Friday, November 23, 2007

Question of the day ...

... Should you enjamb a poet's work? (Hat tip, Dave Lull.)

I am currently reading The Canon (Harvard, $24.95), Stratis Haviaras's new translation of C.P. Cavafy's 154 poems. I find it something of a page-turner. As soon as I finish one poem, I can't wait to get to the next. I have to restrain myself in fact. I tell myself it's best to read only a few and save the rest for later.
These poems were never collected into one volume during Cavafy's lifetime. They mostly circulated privately. They have a purity to them that most poems lack. For Cavafy, it seems, poetry was not a profession, but a vocation, a way of crystallizing experience in all its complexity and ambiguity and emotional resonance. And because nothing is more personal than experience, the effect of reading his poems is an uncanny sense of the poet's own presence. The cover of the Haviaras translation is a segment of a photo of the poet, showing only his eyes peering through his spectacles. It is a perfect illustration of what one can look forward to in the book: the world as seen by C.P. Cavafy. It's an enriching view.
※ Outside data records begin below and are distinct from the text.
use anyhow::Result;
use clap::{Parser, Subcommand};
use colored::Colorize;
use std::io::{self, BufRead, Write};
use std::path::PathBuf;

use rill::compiler::{CompilationPipeline, CompilationState};
use rill::error::RillError;
use rill::lexer::{format_tokens, tokenize};
use rill::Parser as RillParser;

#[derive(Parser)]
#[command(name = "rill")]
#[command(author, version, about = "The Rill language front end", long_about = None)]
struct Cli {
    #[command(subcommand)]
    command: Commands,

    /// Enable verbose output
    #[arg(short, long, global = true)]
    verbose: bool,
}

#[derive(Subcommand)]
enum Commands {
    /// Lex and parse a Rill source file, reporting the first error
    Check {
        /// The source file to check
        input: PathBuf,

        /// Dump tokens to stdout
        #[arg(long)]
        dump_tokens: bool,

        /// Dump the parsed function declarations to stdout
        #[arg(long)]
        dump_functions: bool,

        /// Print dumps as JSON
        #[arg(long)]
        json: bool,

        /// Render the error with a source snippet
        #[arg(long)]
        pretty: bool,
    },

    /// Print the token stream of a Rill source file
    Tokens {
        /// The source file to tokenize
        input: PathBuf,

        /// Print tokens as JSON
        #[arg(long)]
        json: bool,
    },

    /// Evaluate a single binary expression such as `3 + 4`
    Eval {
        /// The expression to evaluate
        #[arg(allow_hyphen_values = true)]
        expression: String,

        /// Append the type name to the result, e.g. `7(int)`
        #[arg(long)]
        with_type: bool,
    },

    /// Start an interactive expression evaluator
    Repl {
        /// Append the type name to each result
        #[arg(long)]
        with_type: bool,
    },
}

/// 診断をすでにソース付きで表示したエラー
#[derive(Debug, thiserror::Error)]
#[error(transparent)]
struct Reported(RillError);

fn main() -> Result<()> {
    // Initialize logger before parsing CLI args
    env_logger::Builder::from_env(env_logger::Env::default().default_filter_or("info")).init();

    let cli = Cli::parse();

    // Set log level based on verbose flag
    if cli.verbose {
        log::set_max_level(log::LevelFilter::Debug);
    }

    let result = match cli.command {
        Commands::Check {
            input,
            dump_tokens,
            dump_functions,
            json,
            pretty,
        } => check(input, dump_tokens, dump_functions, json, pretty),
        Commands::Tokens { input, json } => dump_tokens(input, json),
        Commands::Eval {
            expression,
            with_type,
        } => eval(&expression, with_type, cli.verbose),
        Commands::Repl { with_type } => repl(with_type),
    };

    if let Err(e) = result {
        if e.downcast_ref::<Reported>().is_none() {
            match e.downcast_ref::<RillError>() {
                Some(error) => eprintln!("{}", error.render()),
                None => eprintln!("ERROR: {:#}", e),
            }
        }
        std::process::exit(1);
    }

    Ok(())
}

fn check(
    input: PathBuf,
    dump_tokens: bool,
    dump_functions: bool,
    json: bool,
    pretty: bool,
) -> Result<()> {
    log::info!("Checking {:?}", input);

    let state = CompilationState::new(&input)?;
    let pipeline = CompilationPipeline::new(state);

    let outcome = pipeline.tokenize().and_then(|tokens| {
        if dump_tokens {
            println!("{}", "=== Tokens ===".blue().bold());
            if json {
                println!("{}", serde_json::to_string_pretty(&tokens).map_err(|e| RillError::Other(e.to_string()))?);
            } else {
                println!("{}", format_tokens(&tokens));
            }
            println!();
        }
        pipeline.parse(tokens)
    });

    let functions = match outcome {
        Ok(functions) => functions,
        Err(e) => {
            if pretty {
                pipeline.state().report_diagnostic(&e)?;
                return Err(Reported(e).into());
            }
            return Err(e.into());
        }
    };

    if dump_functions {
        println!("{}", "=== Functions ===".blue().bold());
        if json {
            println!("{}", serde_json::to_string_pretty(&functions)?);
        } else {
            for function in &functions {
                println!("{}", function.inspect());
            }
        }
        println!();
    }

    println!(
        "{}: {} function declaration(s), no errors found",
        "success".green().bold(),
        functions.len()
    );
    Ok(())
}

fn dump_tokens(input: PathBuf, json: bool) -> Result<()> {
    let state = CompilationState::new(&input)?;
    let tokens = CompilationPipeline::new(state).tokenize()?;

    if json {
        println!("{}", serde_json::to_string_pretty(&tokens)?);
    } else {
        for token in &tokens {
            println!("{}: {}", token.location, token.inspect());
        }
    }
    Ok(())
}

/// 1つの式を字句解析・構文解析して評価する
fn evaluate_source(source: &str, file: &str) -> Result<rill::Value, RillError> {
    let tokens = tokenize(source, file)?;
    let expression = RillParser::new(tokens).parse_expression()?;
    log::debug!("evaluating {}", expression.to_display_string(true));
    Ok(expression.evaluate()?)
}

fn eval(expression: &str, with_type: bool, verbose: bool) -> Result<()> {
    let value = evaluate_source(expression, "<eval>")?;

    if verbose {
        println!("{} = {}", expression.trim(), value.to_display_string(with_type));
    } else {
        println!("{}", value.to_display_string(with_type));
    }
    Ok(())
}

fn repl(with_type: bool) -> Result<()> {
    println!("{}", "Rill expression REPL".blue().bold());
    println!("Type ':quit' or ':q' to exit, ':help' for help\n");

    let stdin = io::stdin();
    let mut stdout = io::stdout();
    let mut lines = stdin.lock().lines();
    let mut line_number = 1;

    loop {
        print!("rill:{:03}> ", line_number);
        stdout.flush()?;

        let Some(line) = lines.next() else {
            break;
        };
        let line = line?;
        let input = line.trim();

        match input {
            ":quit" | ":q" => {
                println!("Goodbye!");
                break;
            }
            ":help" | ":h" => {
                println!("REPL commands:");
                println!("  :quit, :q    Exit the REPL");
                println!("  :help, :h    Show this help message");
                println!("\nEnter an expression such as `3 + 4` or `\"ab\" + \"cd\"`.");
                continue;
            }
            "" => continue,
            _ => {}
        }

        match evaluate_source(input, &format!("<repl:{}>", line_number)) {
            Ok(value) => println!("{}: {}", "result".green(), value.to_display_string(with_type)),
            Err(e) => eprintln!("{}", e.render().red()),
        }

        line_number += 1;
    }

    Ok(())
}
It is interesting, by the way, to compare Cavafy's Ithaka with Auden's Atlantis. I can't help thinking Auden's poem owes something to Cavafy's.

1 comment:

  1. "Ever since I was first introduced to his poetry by the late Professor R.M. Dawkins over thirty years ago, C.P. Cavafy has remained an influence on my own writing; that is to say, I can think of poems which, if Cavafy were unknown to me, I should have written quite differently or perhaps not written at all. Yet I do not know a word of Modern Greek, so that my only access to Cavafy’s poetry has been through English and French translations.

    "This perplexes and a little disturbs me. Like everybody else, I think, who writes poetry, I have always believed the essential difference between prose and poetry to be that prose can be translated into another tongue but poetry cannot.

    "But if it is possible to be poetically influenced by work which one can read only in translation, this belief must be qualified."

    "What, then, is it in Cavafy’s poems that survives translation and excites?"
    --W. H. Auden, "Introduction to Cavafy's poems"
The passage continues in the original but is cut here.